**Problem statement:** Take the entries below and print, exactly, the stretch from the line containing "pub fn new<F, Fut>(key: impl" through the line containing "let mut dependencies", both included.

**Data for review:**
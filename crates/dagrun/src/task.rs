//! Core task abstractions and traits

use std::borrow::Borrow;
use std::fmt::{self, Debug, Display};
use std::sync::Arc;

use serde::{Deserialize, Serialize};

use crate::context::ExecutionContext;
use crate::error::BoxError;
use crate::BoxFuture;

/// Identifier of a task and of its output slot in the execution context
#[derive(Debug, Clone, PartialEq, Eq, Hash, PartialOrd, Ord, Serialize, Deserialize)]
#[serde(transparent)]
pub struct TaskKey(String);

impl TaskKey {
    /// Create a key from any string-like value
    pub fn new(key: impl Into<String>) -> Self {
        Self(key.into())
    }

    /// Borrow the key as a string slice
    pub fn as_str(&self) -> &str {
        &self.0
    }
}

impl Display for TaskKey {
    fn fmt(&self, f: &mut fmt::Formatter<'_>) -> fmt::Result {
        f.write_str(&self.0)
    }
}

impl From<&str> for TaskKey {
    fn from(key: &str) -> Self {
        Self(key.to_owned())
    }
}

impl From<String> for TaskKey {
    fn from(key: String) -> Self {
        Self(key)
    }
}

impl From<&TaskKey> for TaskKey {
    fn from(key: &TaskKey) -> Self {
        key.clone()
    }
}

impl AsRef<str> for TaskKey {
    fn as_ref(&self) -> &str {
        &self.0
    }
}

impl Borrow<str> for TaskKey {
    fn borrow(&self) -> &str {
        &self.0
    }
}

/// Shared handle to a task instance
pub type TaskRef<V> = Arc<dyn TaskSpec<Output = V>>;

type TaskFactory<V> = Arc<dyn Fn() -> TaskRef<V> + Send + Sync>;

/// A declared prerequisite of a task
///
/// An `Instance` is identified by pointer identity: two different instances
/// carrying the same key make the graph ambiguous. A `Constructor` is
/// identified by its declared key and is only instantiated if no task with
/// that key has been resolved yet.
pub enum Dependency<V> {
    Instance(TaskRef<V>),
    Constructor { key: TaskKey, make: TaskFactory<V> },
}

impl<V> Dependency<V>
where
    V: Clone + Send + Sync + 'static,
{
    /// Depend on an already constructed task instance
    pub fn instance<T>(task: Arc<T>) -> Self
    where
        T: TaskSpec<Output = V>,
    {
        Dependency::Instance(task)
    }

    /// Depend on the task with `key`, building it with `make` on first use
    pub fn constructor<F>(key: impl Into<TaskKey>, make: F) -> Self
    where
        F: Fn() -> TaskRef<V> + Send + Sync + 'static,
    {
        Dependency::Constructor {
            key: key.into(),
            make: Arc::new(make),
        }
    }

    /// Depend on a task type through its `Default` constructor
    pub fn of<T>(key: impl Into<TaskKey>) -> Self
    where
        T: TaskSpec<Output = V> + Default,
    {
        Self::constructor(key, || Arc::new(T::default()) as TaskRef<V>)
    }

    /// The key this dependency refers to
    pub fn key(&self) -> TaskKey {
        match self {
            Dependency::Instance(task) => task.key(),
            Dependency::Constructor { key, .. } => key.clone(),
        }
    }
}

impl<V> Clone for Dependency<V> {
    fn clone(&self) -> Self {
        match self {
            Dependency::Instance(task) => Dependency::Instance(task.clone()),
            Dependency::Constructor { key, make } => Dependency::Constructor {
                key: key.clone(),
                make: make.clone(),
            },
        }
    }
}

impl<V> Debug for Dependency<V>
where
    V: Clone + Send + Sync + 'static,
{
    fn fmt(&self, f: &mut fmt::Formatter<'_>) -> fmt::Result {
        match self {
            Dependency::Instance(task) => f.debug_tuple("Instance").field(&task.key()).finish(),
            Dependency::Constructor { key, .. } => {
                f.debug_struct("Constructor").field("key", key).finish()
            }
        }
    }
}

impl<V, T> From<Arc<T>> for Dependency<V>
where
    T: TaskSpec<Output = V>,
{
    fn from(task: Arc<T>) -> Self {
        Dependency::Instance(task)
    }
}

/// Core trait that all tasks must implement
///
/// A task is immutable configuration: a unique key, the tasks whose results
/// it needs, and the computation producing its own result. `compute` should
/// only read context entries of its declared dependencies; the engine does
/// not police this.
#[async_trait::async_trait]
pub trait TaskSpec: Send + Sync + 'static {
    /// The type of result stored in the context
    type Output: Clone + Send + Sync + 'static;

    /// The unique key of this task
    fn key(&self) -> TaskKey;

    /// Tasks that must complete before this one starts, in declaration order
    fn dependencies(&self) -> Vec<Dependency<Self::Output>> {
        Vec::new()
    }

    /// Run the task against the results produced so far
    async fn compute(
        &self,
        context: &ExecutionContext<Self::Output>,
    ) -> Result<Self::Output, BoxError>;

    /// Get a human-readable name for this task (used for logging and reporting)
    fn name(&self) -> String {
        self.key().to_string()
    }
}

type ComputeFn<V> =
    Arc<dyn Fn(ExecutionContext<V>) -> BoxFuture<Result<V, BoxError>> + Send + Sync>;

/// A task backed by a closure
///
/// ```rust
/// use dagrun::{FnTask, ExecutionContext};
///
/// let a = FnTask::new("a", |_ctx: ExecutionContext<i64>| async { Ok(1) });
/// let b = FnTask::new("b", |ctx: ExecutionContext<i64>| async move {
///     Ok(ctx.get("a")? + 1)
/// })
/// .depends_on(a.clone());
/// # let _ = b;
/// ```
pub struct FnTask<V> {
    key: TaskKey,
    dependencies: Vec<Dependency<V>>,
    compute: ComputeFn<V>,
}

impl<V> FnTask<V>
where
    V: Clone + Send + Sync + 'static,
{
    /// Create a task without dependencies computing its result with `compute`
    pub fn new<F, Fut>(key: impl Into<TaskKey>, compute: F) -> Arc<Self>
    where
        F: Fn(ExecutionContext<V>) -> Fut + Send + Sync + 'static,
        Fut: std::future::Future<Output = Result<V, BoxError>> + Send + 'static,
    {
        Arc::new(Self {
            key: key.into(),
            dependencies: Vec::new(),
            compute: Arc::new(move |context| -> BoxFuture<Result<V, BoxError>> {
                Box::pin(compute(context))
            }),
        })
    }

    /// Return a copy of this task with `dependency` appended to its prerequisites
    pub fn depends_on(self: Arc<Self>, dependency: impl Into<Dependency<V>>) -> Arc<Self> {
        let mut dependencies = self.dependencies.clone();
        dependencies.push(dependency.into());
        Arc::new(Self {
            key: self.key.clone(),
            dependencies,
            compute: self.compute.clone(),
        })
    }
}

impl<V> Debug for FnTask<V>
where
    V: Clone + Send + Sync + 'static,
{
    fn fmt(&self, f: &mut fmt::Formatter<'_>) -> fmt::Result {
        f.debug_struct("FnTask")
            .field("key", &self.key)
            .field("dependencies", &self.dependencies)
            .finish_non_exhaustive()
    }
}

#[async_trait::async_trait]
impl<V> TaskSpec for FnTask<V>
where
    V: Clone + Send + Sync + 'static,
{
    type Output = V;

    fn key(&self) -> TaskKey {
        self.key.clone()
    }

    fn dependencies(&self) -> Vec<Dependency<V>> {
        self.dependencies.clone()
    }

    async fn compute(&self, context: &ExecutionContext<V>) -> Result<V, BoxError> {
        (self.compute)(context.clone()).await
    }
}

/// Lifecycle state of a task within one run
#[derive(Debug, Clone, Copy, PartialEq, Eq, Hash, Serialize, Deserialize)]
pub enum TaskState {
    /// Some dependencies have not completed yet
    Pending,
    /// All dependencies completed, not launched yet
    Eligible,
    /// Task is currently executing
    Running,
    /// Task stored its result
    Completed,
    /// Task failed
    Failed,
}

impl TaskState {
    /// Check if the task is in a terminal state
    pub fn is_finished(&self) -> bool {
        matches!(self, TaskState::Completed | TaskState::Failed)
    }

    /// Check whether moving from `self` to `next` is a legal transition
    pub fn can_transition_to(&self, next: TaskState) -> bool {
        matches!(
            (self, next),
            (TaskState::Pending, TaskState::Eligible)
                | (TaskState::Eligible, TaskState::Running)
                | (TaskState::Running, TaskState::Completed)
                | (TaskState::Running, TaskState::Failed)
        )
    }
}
--
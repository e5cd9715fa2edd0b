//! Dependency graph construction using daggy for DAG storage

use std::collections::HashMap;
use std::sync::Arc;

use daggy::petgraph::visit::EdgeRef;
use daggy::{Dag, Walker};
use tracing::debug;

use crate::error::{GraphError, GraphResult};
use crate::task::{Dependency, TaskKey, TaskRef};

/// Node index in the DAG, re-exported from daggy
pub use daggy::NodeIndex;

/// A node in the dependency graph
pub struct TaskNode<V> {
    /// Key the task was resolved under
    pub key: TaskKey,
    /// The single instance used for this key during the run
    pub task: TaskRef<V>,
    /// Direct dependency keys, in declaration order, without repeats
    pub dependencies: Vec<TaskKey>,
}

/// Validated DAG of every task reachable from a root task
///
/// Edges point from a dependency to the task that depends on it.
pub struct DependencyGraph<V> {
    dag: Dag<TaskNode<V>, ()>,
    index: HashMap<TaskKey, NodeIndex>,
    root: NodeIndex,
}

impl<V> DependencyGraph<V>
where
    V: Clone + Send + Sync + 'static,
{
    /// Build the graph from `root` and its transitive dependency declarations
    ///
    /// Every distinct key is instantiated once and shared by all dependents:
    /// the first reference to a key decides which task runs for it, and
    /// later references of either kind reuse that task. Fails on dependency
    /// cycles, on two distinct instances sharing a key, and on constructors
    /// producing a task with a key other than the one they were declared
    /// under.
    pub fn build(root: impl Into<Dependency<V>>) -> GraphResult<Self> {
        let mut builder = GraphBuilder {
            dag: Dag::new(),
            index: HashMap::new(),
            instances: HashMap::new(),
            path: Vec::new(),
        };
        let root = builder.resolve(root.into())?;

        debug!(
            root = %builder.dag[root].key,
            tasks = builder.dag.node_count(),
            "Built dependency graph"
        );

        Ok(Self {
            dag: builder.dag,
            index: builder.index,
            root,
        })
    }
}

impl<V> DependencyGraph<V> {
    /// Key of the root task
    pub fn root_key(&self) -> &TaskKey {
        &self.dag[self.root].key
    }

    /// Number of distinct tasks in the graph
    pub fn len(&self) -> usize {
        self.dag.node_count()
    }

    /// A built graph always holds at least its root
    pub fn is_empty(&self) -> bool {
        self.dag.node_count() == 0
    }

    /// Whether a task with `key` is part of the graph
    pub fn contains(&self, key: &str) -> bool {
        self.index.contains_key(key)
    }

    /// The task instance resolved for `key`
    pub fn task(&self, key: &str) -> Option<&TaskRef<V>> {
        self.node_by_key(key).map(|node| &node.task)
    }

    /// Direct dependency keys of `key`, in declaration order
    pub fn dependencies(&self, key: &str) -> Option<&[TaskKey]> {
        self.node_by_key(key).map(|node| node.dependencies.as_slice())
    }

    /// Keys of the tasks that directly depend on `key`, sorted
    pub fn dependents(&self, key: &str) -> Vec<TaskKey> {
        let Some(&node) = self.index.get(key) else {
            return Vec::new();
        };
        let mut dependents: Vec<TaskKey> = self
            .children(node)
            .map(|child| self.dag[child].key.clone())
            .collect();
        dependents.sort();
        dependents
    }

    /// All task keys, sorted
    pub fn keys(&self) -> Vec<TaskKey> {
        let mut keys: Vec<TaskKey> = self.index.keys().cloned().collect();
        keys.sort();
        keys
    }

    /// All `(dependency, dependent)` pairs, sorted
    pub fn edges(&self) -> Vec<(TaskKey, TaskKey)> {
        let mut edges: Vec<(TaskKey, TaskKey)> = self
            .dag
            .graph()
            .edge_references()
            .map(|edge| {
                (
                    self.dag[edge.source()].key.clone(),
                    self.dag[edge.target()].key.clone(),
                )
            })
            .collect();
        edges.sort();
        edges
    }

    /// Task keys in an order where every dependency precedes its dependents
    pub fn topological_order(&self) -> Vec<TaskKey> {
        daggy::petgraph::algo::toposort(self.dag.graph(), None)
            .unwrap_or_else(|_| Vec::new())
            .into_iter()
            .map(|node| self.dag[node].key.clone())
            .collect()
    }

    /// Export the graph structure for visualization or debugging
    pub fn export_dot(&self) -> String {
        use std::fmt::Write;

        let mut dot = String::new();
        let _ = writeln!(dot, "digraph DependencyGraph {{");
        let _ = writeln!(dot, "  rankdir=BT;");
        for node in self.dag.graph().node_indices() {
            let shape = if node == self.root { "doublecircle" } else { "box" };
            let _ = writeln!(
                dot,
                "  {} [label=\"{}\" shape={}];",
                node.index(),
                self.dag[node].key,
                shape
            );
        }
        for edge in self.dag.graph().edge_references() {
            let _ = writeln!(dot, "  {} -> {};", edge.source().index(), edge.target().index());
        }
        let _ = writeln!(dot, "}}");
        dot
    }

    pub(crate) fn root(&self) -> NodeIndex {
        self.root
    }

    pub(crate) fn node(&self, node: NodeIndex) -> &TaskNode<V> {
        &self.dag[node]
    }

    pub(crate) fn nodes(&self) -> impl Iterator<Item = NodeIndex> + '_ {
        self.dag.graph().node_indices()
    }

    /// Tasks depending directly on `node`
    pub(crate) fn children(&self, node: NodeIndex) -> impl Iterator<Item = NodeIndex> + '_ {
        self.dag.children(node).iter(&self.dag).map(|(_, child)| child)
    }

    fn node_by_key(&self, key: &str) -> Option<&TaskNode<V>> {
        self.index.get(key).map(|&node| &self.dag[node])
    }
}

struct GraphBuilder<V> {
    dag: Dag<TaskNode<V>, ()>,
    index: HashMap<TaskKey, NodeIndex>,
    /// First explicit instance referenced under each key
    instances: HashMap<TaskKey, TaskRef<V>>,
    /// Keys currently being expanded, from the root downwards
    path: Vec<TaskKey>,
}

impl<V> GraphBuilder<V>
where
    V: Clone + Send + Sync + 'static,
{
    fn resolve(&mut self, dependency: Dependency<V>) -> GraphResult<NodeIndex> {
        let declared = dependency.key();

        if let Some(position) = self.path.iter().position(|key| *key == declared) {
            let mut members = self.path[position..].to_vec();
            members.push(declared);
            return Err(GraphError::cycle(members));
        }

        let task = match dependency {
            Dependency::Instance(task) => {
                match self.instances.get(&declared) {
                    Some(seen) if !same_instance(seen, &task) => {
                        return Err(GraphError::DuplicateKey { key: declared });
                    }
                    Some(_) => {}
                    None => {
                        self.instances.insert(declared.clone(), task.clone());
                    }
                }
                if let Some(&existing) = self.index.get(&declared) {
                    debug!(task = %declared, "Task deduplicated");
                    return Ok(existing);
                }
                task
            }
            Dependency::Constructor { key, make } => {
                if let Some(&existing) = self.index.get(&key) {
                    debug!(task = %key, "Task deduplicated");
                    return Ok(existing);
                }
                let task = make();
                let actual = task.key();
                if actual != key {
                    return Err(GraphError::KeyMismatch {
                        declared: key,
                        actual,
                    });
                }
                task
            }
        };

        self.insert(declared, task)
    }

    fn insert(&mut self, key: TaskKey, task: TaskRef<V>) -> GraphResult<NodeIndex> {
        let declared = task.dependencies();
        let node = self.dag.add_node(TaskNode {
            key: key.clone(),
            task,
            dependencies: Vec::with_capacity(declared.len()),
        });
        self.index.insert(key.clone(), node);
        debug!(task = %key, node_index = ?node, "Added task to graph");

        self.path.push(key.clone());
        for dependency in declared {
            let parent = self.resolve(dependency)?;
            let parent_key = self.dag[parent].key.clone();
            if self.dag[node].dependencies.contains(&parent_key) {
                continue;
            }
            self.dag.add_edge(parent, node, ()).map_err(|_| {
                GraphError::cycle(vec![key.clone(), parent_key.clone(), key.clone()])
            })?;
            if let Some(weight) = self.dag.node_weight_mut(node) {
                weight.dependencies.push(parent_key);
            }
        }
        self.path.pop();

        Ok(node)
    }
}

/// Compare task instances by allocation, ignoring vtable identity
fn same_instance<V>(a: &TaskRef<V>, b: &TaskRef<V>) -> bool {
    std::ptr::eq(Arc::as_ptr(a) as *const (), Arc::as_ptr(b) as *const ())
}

**Response to the exercise:**
    pub fn new<F, Fut>(key: impl Into<TaskKey>, compute: F) -> Arc<Self>
    where
        F: Fn(ExecutionContext<V>) -> Fut + Send + Sync + 'static,
        Fut: std::future::Future<Output = Result<V, BoxError>> + Send + 'static,
    {
        Arc::new(Self {
            key: key.into(),
            dependencies: Vec::new(),
            compute: Arc::new(move |context| -> BoxFuture<Result<V, BoxError>> {
                Box::pin(compute(context))
            }),
        })
    }

    /// Return a copy of this task with `dependency` appended to its prerequisites
    pub fn depends_on(self: Arc<Self>, dependency: impl Into<Dependency<V>>) -> Arc<Self> {
        let mut dependencies = self.dependencies.clone();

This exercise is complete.